**What the exercise asks**: Filter the entries below, keeping every line that has the word "runtime".
..............................
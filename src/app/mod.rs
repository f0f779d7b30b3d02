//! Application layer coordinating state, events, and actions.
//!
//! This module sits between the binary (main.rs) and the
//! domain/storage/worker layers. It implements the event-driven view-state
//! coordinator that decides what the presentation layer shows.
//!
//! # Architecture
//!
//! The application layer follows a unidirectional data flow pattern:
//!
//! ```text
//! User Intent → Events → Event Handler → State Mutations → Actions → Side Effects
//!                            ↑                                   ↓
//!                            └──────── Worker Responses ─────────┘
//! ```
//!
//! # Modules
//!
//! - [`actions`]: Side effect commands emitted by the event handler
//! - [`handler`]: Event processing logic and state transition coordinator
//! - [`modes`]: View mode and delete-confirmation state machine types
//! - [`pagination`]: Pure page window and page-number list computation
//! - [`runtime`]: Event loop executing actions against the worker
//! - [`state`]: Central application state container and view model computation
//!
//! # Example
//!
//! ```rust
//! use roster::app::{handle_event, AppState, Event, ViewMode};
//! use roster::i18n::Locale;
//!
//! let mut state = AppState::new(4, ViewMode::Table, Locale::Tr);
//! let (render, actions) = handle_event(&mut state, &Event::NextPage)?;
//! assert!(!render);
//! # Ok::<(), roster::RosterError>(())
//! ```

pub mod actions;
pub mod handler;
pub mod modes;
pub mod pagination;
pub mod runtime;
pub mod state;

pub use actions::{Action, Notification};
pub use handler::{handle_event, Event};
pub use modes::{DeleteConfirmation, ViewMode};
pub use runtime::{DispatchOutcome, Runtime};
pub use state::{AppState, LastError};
..............................
**Response below**:
//! - [`runtime`]: Event loop executing actions against the worker
pub mod runtime;
pub use runtime::{DispatchOutcome, Runtime};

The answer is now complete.